These capsules containing (from rudimentary to more sophisticated) media units are mobile nodes in the translocal networked environments, “vessels” within the complex multilayerings of the space of flows. They serve as spaces of exchange (export/import trade), as laboratories of glocal cultural bastardization. With this (container) mobile infrastructure new hybrid urbanity emerges, that is no longer tied to any one specific location but rather is the result of their interconnection.

Urban
Idensity®

Within these new hybrid (“real” and media) landscapes, these interconnected networks, traditional categories for analyzing space are becoming obsolete. A new field of planning and design, combining urbanism and architecture with information/communication networks and media spaces is emerging. It is a field that requires new tools and new research categories in order to develop the new hybrid network urbanities.

In the contradictory dynamics of today’s urban environment with its antithetical tendencies of concentration and decentralization, of functional mix and segregation, traditional terms of spatial distinction lose their validity. In this fragmented urban landscape, categories like “centre” versus “periphery”, “landscape” versus “city” and “functional zoning” (such as living, working and recreation), are becoming obsolete.

The polarity between private and public space is disintegrating. Public and private environments are becoming intermingled and blurring in the fusion of media and “real” space. We see this in the hybrid spaces of the publicly broadcasted (inverted) privacies of reality TV and the “Big Brothers,” in the media presence of war intruding on our living rooms and in the private (communication) space of mobile telephony within public urban space.

To understand this fusion, this superimposition and the interaction of media and “real” urban spaces, the new term ‘idensity®’ is introduced, replacing the obsolete conventional terms of spatial distinction. Idensity® does not differentiate between information/communication networks and urban/architectural environments. It thereby offers an integrated model for dealing with hybrid (media and “real”) space in the information/communication age and incorporates a wide range of future (communication) spaces.

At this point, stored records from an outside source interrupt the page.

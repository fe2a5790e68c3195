//! Equations assembled from plain functions.
//!
//! The traits in [`crate::traits`] are checked at compile time. These builders cover the
//! case where the terms arrive one at a time (from configuration or a coupling layer):
//! `build` checks that every required term is present and names the first one missing.

use crate::error::StepperError;
use crate::traits::{ExplicitNavierStokesOde, ImplicitExplicitOde, VectorSpace};

pub type TermFn<S> = Box<dyn Fn(&S) -> S>;
pub type SolveFn<S> = Box<dyn Fn(&S, f64) -> S>;

pub struct ExplicitOdeBuilder<S> {
    explicit_terms: Option<TermFn<S>>,
    pressure_projection: Option<TermFn<S>>,
}

impl<S: VectorSpace> Default for ExplicitOdeBuilder<S> {
    fn default() -> Self {
        Self::new()
    }
}

impl<S: VectorSpace> ExplicitOdeBuilder<S> {
    pub fn new() -> Self {
        Self {
            explicit_terms: None,
            pressure_projection: None,
        }
    }

    pub fn explicit_terms(mut self, f: impl Fn(&S) -> S + 'static) -> Self {
        self.explicit_terms = Some(Box::new(f));
        self
    }

    pub fn pressure_projection(mut self, f: impl Fn(&S) -> S + 'static) -> Self {
        self.pressure_projection = Some(Box::new(f));
        self
    }

    pub fn build(self) -> Result<FnExplicitOde<S>, StepperError> {
        let explicit_terms = self.explicit_terms.ok_or(StepperError::NotImplemented {
            equation: "ExplicitNavierStokesOde",
            term: "explicit_terms",
        })?;
        let pressure_projection = self.pressure_projection.ok_or(StepperError::NotImplemented {
            equation: "ExplicitNavierStokesOde",
            term: "pressure_projection",
        })?;
        Ok(FnExplicitOde {
            explicit_terms,
            pressure_projection,
        })
    }
}

/// An [`ExplicitNavierStokesOde`] backed by two closures.
pub struct FnExplicitOde<S> {
    explicit_terms: TermFn<S>,
    pressure_projection: TermFn<S>,
}

impl<S: VectorSpace> ExplicitNavierStokesOde for FnExplicitOde<S> {
    type State = S;

    fn explicit_terms(&self, state: &S) -> S {
        (self.explicit_terms)(state)
    }

    fn pressure_projection(&self, state: &S) -> S {
        (self.pressure_projection)(state)
    }
}

pub struct ImexOdeBuilder<S> {
    explicit_terms: Option<TermFn<S>>,
    implicit_terms: Option<TermFn<S>>,
    implicit_solve: Option<SolveFn<S>>,
}

impl<S: VectorSpace> Default for ImexOdeBuilder<S> {
    fn default() -> Self {
        Self::new()
    }
}

impl<S: VectorSpace> ImexOdeBuilder<S> {
    pub fn new() -> Self {
        Self {
            explicit_terms: None,
            implicit_terms: None,
            implicit_solve: None,
        }
    }

    pub fn explicit_terms(mut self, f: impl Fn(&S) -> S + 'static) -> Self {
        self.explicit_terms = Some(Box::new(f));
        self
    }

    pub fn implicit_terms(mut self, f: impl Fn(&S) -> S + 'static) -> Self {
        self.implicit_terms = Some(Box::new(f));
        self
    }

    /// `f(x, h)` must return `y` with `y - h * implicit_terms(y) = x`.
    pub fn implicit_solve(mut self, f: impl Fn(&S, f64) -> S + 'static) -> Self {
        self.implicit_solve = Some(Box::new(f));
        self
    }

    pub fn build(self) -> Result<FnImexOde<S>, StepperError> {
        let missing = |term| StepperError::NotImplemented {
            equation: "ImplicitExplicitOde",
            term,
        };
        Ok(FnImexOde {
            explicit_terms: self.explicit_terms.ok_or_else(|| missing("explicit_terms"))?,
            implicit_terms: self.implicit_terms.ok_or_else(|| missing("implicit_terms"))?,
            implicit_solve: self.implicit_solve.ok_or_else(|| missing("implicit_solve"))?,
        })
    }
}

/// An [`ImplicitExplicitOde`] backed by three closures.
pub struct FnImexOde<S> {
    explicit_terms: TermFn<S>,
    implicit_terms: TermFn<S>,
    implicit_solve: SolveFn<S>,
}

impl<S: VectorSpace> ImplicitExplicitOde for FnImexOde<S> {
    type State = S;

    fn explicit_terms(&self, state: &S) -> S {
        (self.explicit_terms)(state)
    }

    fn implicit_terms(&self, state: &S) -> S {
        (self.implicit_terms)(state)
    }

    fn implicit_solve(&self, state: &S, step_size: f64) -> S {
        (self.implicit_solve)(state, step_size)
    }
}

#[cfg(test)]
mod tests {
    use super::{ExplicitOdeBuilder, ImexOdeBuilder};
    use crate::error::StepperError;
    use crate::traits::{ExplicitNavierStokesOde, ImplicitExplicitOde};

    #[test]
    fn explicit_builder_reports_missing_projection() {
        let result = ExplicitOdeBuilder::<f64>::new()
            .explicit_terms(|x| -x)
            .build();
        assert_eq!(
            result.err(),
            Some(StepperError::NotImplemented {
                equation: "ExplicitNavierStokesOde",
                term: "pressure_projection",
            })
        );
    }

    #[test]
    fn imex_builder_reports_first_missing_term() {
        let err = ImexOdeBuilder::<f64>::new()
            .explicit_terms(|_| 0.0)
            .implicit_solve(|x, _| *x)
            .build()
            .err()
            .expect("implicit_terms is missing");
        assert_eq!(
            err.to_string(),
            "ImplicitExplicitOde does not implement `implicit_terms`"
        );
    }

    #[test]
    fn built_equations_forward_to_closures() {
        let explicit = ExplicitOdeBuilder::new()
            .explicit_terms(|x: &f64| 2.0 * x)
            .pressure_projection(|x: &f64| x.clamp(-1.0, 1.0))
            .build()
            .expect("both terms provided");
        assert_eq!(explicit.explicit_terms(&3.0), 6.0);
        assert_eq!(explicit.pressure_projection(&3.0), 1.0);

        let lambda = -2.0;
        let imex = ImexOdeBuilder::new()
            .explicit_terms(|_: &f64| 0.0)
            .implicit_terms(move |x: &f64| lambda * x)
            .implicit_solve(move |x: &f64, h| x / (1.0 - h * lambda))
            .build()
            .expect("all terms provided");
        let y = imex.implicit_solve(&1.0, 0.5);
        assert!((y - 0.5 * imex.implicit_terms(&y) - 1.0).abs() < 1e-15);
    }
}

It is a composite term, combining the word “density” – of real (urban) and “virtual” (media) communication spaces (density of connections) – and the word “identity.” ‘Idensity®’ integrates the concept of “density” (density of connections, density of physical and digital infrastructure, density of communication- spaces, etc.) with the concept of “identity” (image policies, urban brands, etc.). It can, for example, help in understanding the processes of spatial segregation and distinction between urban fragments that have qualities of ‘global’ performance and that can be seen as part of a “global urban condition” and those other, sometimes neighboring (parts of) cities that lose in relevance and disappear from (global) mental maps. It can therefore be implemented as an operative tool to steer the processes of urban development.

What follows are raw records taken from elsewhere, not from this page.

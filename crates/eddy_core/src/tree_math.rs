//! Infix arithmetic over structured states.
//!
//! [`Infix`] is a transparent view over any [`VectorSpace`] state: `+` and scalar `*`
//! recurse into the wrapped structure, and [`Infix::into_inner`] hands back the state
//! with its original layout. Steppers are written against `Infix<S>` as if the state
//! were a flat vector.

use crate::error::ShapeMismatch;
use crate::traits::VectorSpace;
use nalgebra::{DMatrix, DVector};
use num_complex::Complex;
use std::ops::{Add, Mul};

/// Wraps a state for infix arithmetic.
pub fn wrap<S: VectorSpace>(state: S) -> Infix<S> {
    Infix(state)
}

#[derive(Debug, Clone, PartialEq)]
pub struct Infix<S>(S);

impl<S: VectorSpace> Infix<S> {
    pub fn new(state: S) -> Self {
        Self(state)
    }

    pub fn inner(&self) -> &S {
        &self.0
    }

    pub fn into_inner(self) -> S {
        self.0
    }

    /// Fallible form of `+` for states that may not share a structure.
    pub fn try_add(&self, other: &Self) -> Result<Self, ShapeMismatch> {
        self.0.try_add(&other.0).map(Self)
    }

    fn sum(&self, other: &Self) -> Self {
        match self.try_add(other) {
            Ok(sum) => sum,
            // Equations must return states shaped like their input.
            Err(err) => panic!("{err}"),
        }
    }
}

/// Leaf-wise sum of two states.
///
/// # Panics
///
/// Panics with the [`ShapeMismatch`] message when the operands differ in structure; use
/// [`Infix::try_add`] to get the error instead.
impl<S: VectorSpace> Add for Infix<S> {
    type Output = Infix<S>;

    fn add(self, rhs: Infix<S>) -> Infix<S> {
        self.sum(&rhs)
    }
}

/// See the owned `Add` impl; panics on a structure mismatch.
impl<'a, S: VectorSpace> Add<&'a Infix<S>> for &'a Infix<S> {
    type Output = Infix<S>;

    fn add(self, rhs: &'a Infix<S>) -> Infix<S> {
        self.sum(rhs)
    }
}

/// See the owned `Add` impl; panics on a structure mismatch.
impl<'a, S: VectorSpace> Add<&'a Infix<S>> for Infix<S> {
    type Output = Infix<S>;

    fn add(self, rhs: &'a Infix<S>) -> Infix<S> {
        self.sum(rhs)
    }
}

impl<S: VectorSpace> Add<f64> for Infix<S> {
    type Output = Infix<S>;

    fn add(self, rhs: f64) -> Infix<S> {
        Infix(self.0.offset(rhs))
    }
}

impl<S: VectorSpace> Add<Infix<S>> for f64 {
    type Output = Infix<S>;

    fn add(self, rhs: Infix<S>) -> Infix<S> {
        Infix(rhs.0.offset(self))
    }
}

impl<S: VectorSpace> Mul<f64> for Infix<S> {
    type Output = Infix<S>;

    fn mul(self, rhs: f64) -> Infix<S> {
        Infix(self.0.scale(rhs))
    }
}

impl<S: VectorSpace> Mul<f64> for &Infix<S> {
    type Output = Infix<S>;

    fn mul(self, rhs: f64) -> Infix<S> {
        Infix(self.0.scale(rhs))
    }
}

impl<S: VectorSpace> Mul<Infix<S>> for f64 {
    type Output = Infix<S>;

    fn mul(self, rhs: Infix<S>) -> Infix<S> {
        Infix(rhs.0.scale(self))
    }
}

impl<'a, S: VectorSpace> Mul<&'a Infix<S>> for f64 {
    type Output = Infix<S>;

    fn mul(self, rhs: &'a Infix<S>) -> Infix<S> {
        Infix(rhs.0.scale(self))
    }
}

// --- Leaf and container implementations ---

impl VectorSpace for f64 {
    fn try_add(&self, other: &Self) -> Result<Self, ShapeMismatch> {
        Ok(self + other)
    }

    fn scale(&self, factor: f64) -> Self {
        self * factor
    }

    fn offset(&self, offset: f64) -> Self {
        self + offset
    }

    fn shape_description(&self) -> String {
        "f64".to_string()
    }
}

impl VectorSpace for Complex<f64> {
    fn try_add(&self, other: &Self) -> Result<Self, ShapeMismatch> {
        Ok(*self + *other)
    }

    fn scale(&self, factor: f64) -> Self {
        *self * factor
    }

    fn offset(&self, offset: f64) -> Self {
        *self + offset
    }

    fn shape_description(&self) -> String {
        "complex".to_string()
    }
}

impl<T: VectorSpace> VectorSpace for Vec<T> {
    fn try_add(&self, other: &Self) -> Result<Self, ShapeMismatch> {
        if self.len() != other.len() {
            return Err(ShapeMismatch::new(
                self.shape_description(),
                other.shape_description(),
            ));
        }
        self.iter().zip(other).map(|(a, b)| a.try_add(b)).collect()
    }

    fn scale(&self, factor: f64) -> Self {
        self.iter().map(|x| x.scale(factor)).collect()
    }

    fn offset(&self, offset: f64) -> Self {
        self.iter().map(|x| x.offset(offset)).collect()
    }

    fn shape_description(&self) -> String {
        match self.first() {
            Some(first) => format!("[{}; {}]", first.shape_description(), self.len()),
            None => "[]".to_string(),
        }
    }
}

impl<T: VectorSpace, const N: usize> VectorSpace for [T; N] {
    fn try_add(&self, other: &Self) -> Result<Self, ShapeMismatch> {
        let mut out = self.clone();
        for (slot, rhs) in out.iter_mut().zip(other) {
            *slot = slot.try_add(rhs)?;
        }
        Ok(out)
    }

    fn scale(&self, factor: f64) -> Self {
        let mut out = self.clone();
        for slot in &mut out {
            *slot = slot.scale(factor);
        }
        out
    }

    fn offset(&self, offset: f64) -> Self {
        let mut out = self.clone();
        for slot in &mut out {
            *slot = slot.offset(offset);
        }
        out
    }
}

impl<A: VectorSpace, B: VectorSpace> VectorSpace for (A, B) {
    fn try_add(&self, other: &Self) -> Result<Self, ShapeMismatch> {
        Ok((self.0.try_add(&other.0)?, self.1.try_add(&other.1)?))
    }

    fn scale(&self, factor: f64) -> Self {
        (self.0.scale(factor), self.1.scale(factor))
    }

    fn offset(&self, offset: f64) -> Self {
        (self.0.offset(offset), self.1.offset(offset))
    }

    fn shape_description(&self) -> String {
        format!(
            "({}, {})",
            self.0.shape_description(),
            self.1.shape_description()
        )
    }
}

impl<A: VectorSpace, B: VectorSpace, C: VectorSpace> VectorSpace for (A, B, C) {
    fn try_add(&self, other: &Self) -> Result<Self, ShapeMismatch> {
        Ok((
            self.0.try_add(&other.0)?,
            self.1.try_add(&other.1)?,
            self.2.try_add(&other.2)?,
        ))
    }

    fn scale(&self, factor: f64) -> Self {
        (
            self.0.scale(factor),
            self.1.scale(factor),
            self.2.scale(factor),
        )
    }

    fn offset(&self, offset: f64) -> Self {
        (
            self.0.offset(offset),
            self.1.offset(offset),
            self.2.offset(offset),
        )
    }

    fn shape_description(&self) -> String {
        format!(
            "({}, {}, {})",
            self.0.shape_description(),
            self.1.shape_description(),
            self.2.shape_description()
        )
    }
}

macro_rules! impl_vector_space_for_matrix {
    ($($ty:ty),* $(,)?) => {
        $(
            impl VectorSpace for $ty {
                fn try_add(&self, other: &Self) -> Result<Self, ShapeMismatch> {
                    if self.shape() != other.shape() {
                        return Err(ShapeMismatch::new(
                            self.shape_description(),
                            other.shape_description(),
                        ));
                    }
                    Ok(self + other)
                }

                fn scale(&self, factor: f64) -> Self {
                    self.map(|x| x * factor)
                }

                fn offset(&self, offset: f64) -> Self {
                    self.map(|x| x + offset)
                }

                fn shape_description(&self) -> String {
                    let (rows, cols) = self.shape();
                    format!("{rows}x{cols} matrix")
                }
            }
        )*
    };
}

impl_vector_space_for_matrix!(
    DVector<f64>,
    DMatrix<f64>,
    DVector<Complex<f64>>,
    DMatrix<Complex<f64>>,
);

/// Implements [`VectorSpace`](crate::traits::VectorSpace) for a record by recursing
/// into each listed field. Every field of the record must be listed.
///
/// ```
/// use eddy_core::impl_vector_space;
/// use nalgebra::DMatrix;
///
/// #[derive(Debug, Clone, PartialEq)]
/// struct Velocity {
///     u: DMatrix<f64>,
///     v: DMatrix<f64>,
/// }
///
/// impl_vector_space!(Velocity { u, v });
/// ```
#[macro_export]
macro_rules! impl_vector_space {
    ($ty:ident { $($field:ident),+ $(,)? }) => {
        impl $crate::traits::VectorSpace for $ty {
            fn try_add(
                &self,
                other: &Self,
            ) -> ::std::result::Result<Self, $crate::error::ShapeMismatch> {
                Ok(Self {
                    $($field: $crate::traits::VectorSpace::try_add(&self.$field, &other.$field)?,)+
                })
            }

            fn scale(&self, factor: f64) -> Self {
                Self {
                    $($field: $crate::traits::VectorSpace::scale(&self.$field, factor),)+
                }
            }

            fn offset(&self, offset: f64) -> Self {
                Self {
                    $($field: $crate::traits::VectorSpace::offset(&self.$field, offset),)+
                }
            }

            fn shape_description(&self) -> ::std::string::String {
                let fields: ::std::vec::Vec<::std::string::String> = ::std::vec![
                    $(::std::format!(
                        "{}: {}",
                        ::std::stringify!($field),
                        $crate::traits::VectorSpace::shape_description(&self.$field)
                    ),)+
                ];
                ::std::format!("{} {{ {} }}", ::std::stringify!($ty), fields.join(", "))
            }
        }
    };
}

But it is not a mere summation of the concepts of “density” and “identity.” It is instead a fusion, as it inverts “identity,” linking it to communication, “identity” being defined by connectivity.

Therefore, it does not just address the “clear-cut identity, the particularity, the individuality of the traditional places or sites” but also the layered ‘idensities’ of the “non-lieux” (“non-places”) [1] of today’s generic cities, which are to be found especially in the realms of mobility and consumption (airports, hotels, shopping malls, motorway rest areas, etc.). It does not refer only to object-qualities but describes a field of superimposed (communication) spaces: the branded space of the chain-shop, the symbolic space of the traditional building the shop is located in, the media space of teleshopping, the communication space of the GSM…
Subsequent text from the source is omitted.